Data in this exercise

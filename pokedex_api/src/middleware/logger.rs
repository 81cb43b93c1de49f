//! Timing and structured logging around an operation.

use std::sync::{Arc, Mutex};
use std::time::Instant;

use async_trait::async_trait;
use chrono::{SecondsFormat, Utc};
use serde::Serialize;
use serde_json::Value;
use tracing::Level;

use super::{Middleware, Operation};
use crate::Error;

/// Label used when no [`LogContext`] method is given.
pub const DEFAULT_OPERATION_LABEL: &str = "API call";
/// Error field value for failures that carry no message.
pub const UNKNOWN_ERROR: &str = "Unknown error";

/// Structured fields attached to a log event.
pub type Fields = serde_json::Map<String, Value>;

/// Destination for the events emitted by [`Logger`].
pub trait LogSink: Send + Sync {
    fn log_event(&self, level: Level, message: &str, fields: &Fields);
}

/// Forwards events to `tracing`, with the fields rendered as one JSON value.
#[derive(Debug, Default, Clone, Copy)]
pub struct TracingSink;

impl LogSink for TracingSink {
    fn log_event(&self, level: Level, message: &str, fields: &Fields) {
        let fields = Value::Object(fields.clone());
        if level == Level::ERROR {
            tracing::error!(fields = %fields, "{}", message);
        } else if level == Level::WARN {
            tracing::warn!(fields = %fields, "{}", message);
        } else if level == Level::INFO {
            tracing::info!(fields = %fields, "{}", message);
        } else if level == Level::DEBUG {
            tracing::debug!(fields = %fields, "{}", message);
        } else {
            tracing::trace!(fields = %fields, "{}", message);
        }
    }
}

/// One captured event.
#[derive(Debug, Clone, PartialEq)]
pub struct LogEvent {
    pub level: Level,
    pub message: String,
    pub fields: Fields,
}

/// Keeps every event in memory. Useful for asserting on what was logged.
#[derive(Debug, Default)]
pub struct MemorySink {
    events: Mutex<Vec<LogEvent>>,
}

impl MemorySink {
    pub fn new() -> Self {
        Self::default()
    }

    /// Snapshot of the events logged so far, oldest first.
    pub fn events(&self) -> Vec<LogEvent> {
        self.events
            .lock()
            .unwrap_or_else(|e| e.into_inner())
            .clone()
    }

    pub fn clear(&self) {
        self.events
            .lock()
            .unwrap_or_else(|e| e.into_inner())
            .clear();
    }
}

impl LogSink for MemorySink {
    fn log_event(&self, level: Level, message: &str, fields: &Fields) {
        self.events
            .lock()
            .unwrap_or_else(|e| e.into_inner())
            .push(LogEvent {
                level,
                message: message.to_string(),
                fields: fields.clone(),
            });
    }
}

/// Describes the wrapped operation in log output.
#[derive(Debug, Clone, Default, PartialEq)]
pub struct LogContext {
    /// HTTP method or operation name.
    pub method: Option<String>,
    /// Target being called.
    pub url: Option<String>,
}

impl LogContext {
    pub fn new(method: &str) -> Self {
        Self {
            method: Some(method.to_string()),
            url: None,
        }
    }

    pub fn with_url(mut self, url: &str) -> Self {
        self.url = Some(url.to_string());
        self
    }

    fn label(&self) -> &str {
        self.method.as_deref().unwrap_or(DEFAULT_OPERATION_LABEL)
    }

    fn url_field(&self) -> Value {
        self.url.clone().map(Value::String).unwrap_or(Value::Null)
    }
}

/// Logs a start event, then a success or error event with the elapsed time.
///
/// Failures are returned exactly as the inner operation produced them.
pub struct Logger<O> {
    inner: O,
    context: LogContext,
    sink: Arc<dyn LogSink>,
}

impl<O> Logger<O> {
    /// Logger that writes to `tracing`.
    pub fn new(inner: O, context: Option<LogContext>) -> Self {
        Self::with_sink(inner, context, Arc::new(TracingSink))
    }

    pub fn with_sink(inner: O, context: Option<LogContext>, sink: Arc<dyn LogSink>) -> Self {
        Self {
            inner,
            context: context.unwrap_or_default(),
            sink,
        }
    }
}

#[async_trait]
impl<A, O> Operation<A> for Logger<O>
where
    A: Serialize + Send + 'static,
    O: Operation<A>,
    O::Output: Serialize,
{
    type Output = O::Output;

    async fn call(&self, args: A) -> Result<Self::Output, Error> {
        let started = Instant::now();
        let timestamp = Utc::now().to_rfc3339_opts(SecondsFormat::Millis, true);

        let mut fields = Fields::new();
        fields.insert("url".into(), self.context.url_field());
        fields.insert("args".into(), first_argument(&args));
        self.sink.log_event(
            Level::INFO,
            &format!("[{}] Starting {}", timestamp, self.context.label()),
            &fields,
        );

        let outcome = self.inner.call(args).await;
        let duration_ms = started.elapsed().as_millis() as u64;

        let mut fields = Fields::new();
        fields.insert("url".into(), self.context.url_field());
        fields.insert("durationMs".into(), duration_ms.into());

        match &outcome {
            Ok(result) => {
                let value = serde_json::to_value(result).unwrap_or(Value::Null);
                fields.insert("resultType".into(), json_type(&value).into());
                fields.insert("hasData".into(), has_data(&value).into());
                self.sink.log_event(
                    Level::INFO,
                    &format!("[{}] Success ({}ms)", timestamp, duration_ms),
                    &fields,
                );
            }
            Err(err) => {
                let message = err.message().unwrap_or_else(|| UNKNOWN_ERROR.to_string());
                fields.insert("error".into(), message.into());
                self.sink.log_event(
                    Level::ERROR,
                    &format!("[{}] Error ({}ms)", timestamp, duration_ms),
                    &fields,
                );
            }
        }

        outcome
    }
}

/// Middleware form of [`Logger`], for use with [`compose`](super::compose).
pub fn logger<A, R>(context: Option<LogContext>, sink: Arc<dyn LogSink>) -> Middleware<A, R>
where
    A: Serialize + Send + 'static,
    R: Serialize + Send + 'static,
{
    Box::new(move |inner| Arc::new(Logger::with_sink(inner, context.clone(), sink.clone())))
}

/// First positional argument, as JSON. Argument tuples and lists serialize
/// as arrays; a bare value is its own first argument; `()` has none.
fn first_argument<A: Serialize>(args: &A) -> Value {
    match serde_json::to_value(args) {
        Ok(Value::Array(items)) => items.into_iter().next().unwrap_or(Value::Null),
        Ok(other) => other,
        Err(_) => Value::Null,
    }
}

fn json_type(value: &Value) -> &'static str {
    match value {
        Value::Null => "null",
        Value::Bool(_) => "boolean",
        Value::Number(_) => "number",
        Value::String(_) => "string",
        Value::Array(_) => "array",
        Value::Object(_) => "object",
    }
}

fn has_data(value: &Value) -> bool {
    matches!(value, Value::Object(map) if map.contains_key("data"))
}
//! Raw Pokémon record as returned by `GET /pokemon/{name-or-id}`.
//!
//! Only the fields the display layer consumes are modelled; everything else
//! in the upstream document is ignored on deserialization.

use serde::{Deserialize, Serialize};

/// Pokémon document from PokéAPI.
#[derive(Serialize, Deserialize, Debug, Clone, PartialEq)]
pub struct RawPokemon {
    /// National dex number.
    pub id: u32,

    /// Lowercase species/form name.
    pub name: String,

    /// Height in decimetres.
    pub height: u32,

    /// Weight in hectograms.
    pub weight: u32,

    pub sprites: Sprites,

    /// Type slots in upstream order.
    pub types: Vec<TypeSlot>,

    /// Base stats in upstream order.
    pub stats: Vec<StatEntry>,
}

#[derive(Serialize, Deserialize, Debug, Clone, PartialEq)]
pub struct Sprites {
    pub other: OtherSprites,
}

#[derive(Serialize, Deserialize, Debug, Clone, PartialEq)]
pub struct OtherSprites {
    #[serde(rename = "official-artwork")]
    pub official_artwork: Artwork,
}

#[derive(Serialize, Deserialize, Debug, Clone, PartialEq)]
pub struct Artwork {
    pub front_default: String,
}

/// One entry of the `types` array.
#[derive(Serialize, Deserialize, Debug, Clone, PartialEq)]
pub struct TypeSlot {
    #[serde(default)]
    pub slot: Option<u32>,

    #[serde(rename = "type")]
    pub kind: NamedResource,
}

/// One entry of the `stats` array.
#[derive(Serialize, Deserialize, Debug, Clone, PartialEq)]
pub struct StatEntry {
    pub base_stat: u32,

    #[serde(default)]
    pub effort: Option<u32>,

    pub stat: NamedResource,
}

/// A `{name, url}` reference to another PokéAPI resource.
#[derive(Serialize, Deserialize, Debug, Clone, PartialEq)]
pub struct NamedResource {
    pub name: String,

    #[serde(default)]
    pub url: Option<String>,
}
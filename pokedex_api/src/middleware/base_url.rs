//! Prefixes relative request URLs with a fixed base URL.

use std::sync::Arc;

use async_trait::async_trait;
use serde_json::Value;

use super::{Middleware, Operation};
use crate::types::Resource;
use crate::Error;

/// Argument shapes [`BaseUrlInjector`] knows how to rewrite.
///
/// Only the first positional argument is ever looked at: a string starting
/// with `/` gets the base prepended, a record exposing a `url` field gets
/// that field prefixed, and anything else is returned as-is.
pub trait UrlArg: Sized {
    fn prepend_base_url(self, base_url: &str) -> Self;
}

impl UrlArg for String {
    fn prepend_base_url(self, base_url: &str) -> Self {
        if self.starts_with('/') {
            format!("{}{}", base_url, self)
        } else {
            self
        }
    }
}

impl UrlArg for Resource {
    fn prepend_base_url(self, base_url: &str) -> Self {
        match self {
            Resource::Url(url) => Resource::Url(url.prepend_base_url(base_url)),
            Resource::Request(mut request) => {
                request.url = format!("{}{}", base_url, request.url);
                Resource::Request(request)
            }
        }
    }
}

/// Dynamic values: strings and objects with a string `url` field are
/// rewritten, every other value (numbers, null, objects without `url`)
/// passes through.
impl UrlArg for Value {
    fn prepend_base_url(self, base_url: &str) -> Self {
        match self {
            Value::String(s) => Value::String(s.prepend_base_url(base_url)),
            Value::Object(mut map) => {
                if let Some(Value::String(url)) = map.get_mut("url") {
                    *url = format!("{}{}", base_url, url);
                }
                Value::Object(map)
            }
            other => other,
        }
    }
}

impl<T: UrlArg> UrlArg for Option<T> {
    fn prepend_base_url(self, base_url: &str) -> Self {
        self.map(|v| v.prepend_base_url(base_url))
    }
}

/// No arguments, nothing to rewrite.
impl UrlArg for () {
    fn prepend_base_url(self, _base_url: &str) -> Self {}
}

impl<T: UrlArg> UrlArg for (T,) {
    fn prepend_base_url(self, base_url: &str) -> Self {
        (self.0.prepend_base_url(base_url),)
    }
}

impl<T: UrlArg, B> UrlArg for (T, B) {
    fn prepend_base_url(self, base_url: &str) -> Self {
        (self.0.prepend_base_url(base_url), self.1)
    }
}

impl<T: UrlArg, B, C> UrlArg for (T, B, C) {
    fn prepend_base_url(self, base_url: &str) -> Self {
        (self.0.prepend_base_url(base_url), self.1, self.2)
    }
}

/// A dynamic argument list; only element 0 is considered.
impl UrlArg for Vec<Value> {
    fn prepend_base_url(mut self, base_url: &str) -> Self {
        if let Some(first) = self.first_mut() {
            *first = std::mem::take(first).prepend_base_url(base_url);
        }
        self
    }
}

/// Rewrites the first argument of every call against `base_url` before
/// handing it to the inner operation.
pub struct BaseUrlInjector<O> {
    inner: O,
    base_url: String,
}

impl<O> BaseUrlInjector<O> {
    pub fn new(inner: O, base_url: &str) -> Self {
        Self {
            inner,
            base_url: base_url.to_string(),
        }
    }
}

#[async_trait]
impl<A, O> Operation<A> for BaseUrlInjector<O>
where
    A: UrlArg + Send + 'static,
    O: Operation<A>,
{
    type Output = O::Output;

    async fn call(&self, args: A) -> Result<Self::Output, Error> {
        self.inner
            .call(args.prepend_base_url(&self.base_url))
            .await
    }
}

/// Middleware form of [`BaseUrlInjector`], for use with [`compose`](super::compose).
pub fn base_url_injector<A, R>(base_url: &str) -> Middleware<A, R>
where
    A: UrlArg + Send + 'static,
    R: Send + 'static,
{
    let base_url = base_url.to_string();
    Box::new(move |inner| Arc::new(BaseUrlInjector::new(inner, &base_url)))
}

What the exercise asks
Please set down again, word for word, only the lines from the start of the entries through the line with "pub fn new()", both ends included.

Answer for the task
filename pokedex_api/src/middleware/logger.rs
repository 81cb43b93c1de49f
//! Timing and structured logging around an operation.

use std::sync::{Arc, Mutex};
use std::time::Instant;

use async_trait::async_trait;
use chrono::{SecondsFormat, Utc};
use serde::Serialize;
use serde_json::Value;
use tracing::Level;

use super::{Middleware, Operation};
use crate::Error;

/// Label used when no [`LogContext`] method is given.
pub const DEFAULT_OPERATION_LABEL: &str = "API call";
/// Error field value for failures that carry no message.
pub const UNKNOWN_ERROR: &str = "Unknown error";

/// Structured fields attached to a log event.
pub type Fields = serde_json::Map<String, Value>;

/// Destination for the events emitted by [`Logger`].
pub trait LogSink: Send + Sync {
    fn log_event(&self, level: Level, message: &str, fields: &Fields);
}

/// Forwards events to `tracing`, with the fields rendered as one JSON value.
#[derive(Debug, Default, Clone, Copy)]
pub struct TracingSink;

impl LogSink for TracingSink {
    fn log_event(&self, level: Level, message: &str, fields: &Fields) {
        let fields = Value::Object(fields.clone());
        if level == Level::ERROR {
            tracing::error!(fields = %fields, "{}", message);
        } else if level == Level::WARN {
            tracing::warn!(fields = %fields, "{}", message);
        } else if level == Level::INFO {
            tracing::info!(fields = %fields, "{}", message);
        } else if level == Level::DEBUG {
            tracing::debug!(fields = %fields, "{}", message);
        } else {
            tracing::trace!(fields = %fields, "{}", message);
        }
    }
}

/// One captured event.
#[derive(Debug, Clone, PartialEq)]
pub struct LogEvent {
    pub level: Level,
    pub message: String,
    pub fields: Fields,
}

/// Keeps every event in memory. Useful for asserting on what was logged.
#[derive(Debug, Default)]
pub struct MemorySink {
    events: Mutex<Vec<LogEvent>>,
}

impl MemorySink {
    pub fn new() -> Self {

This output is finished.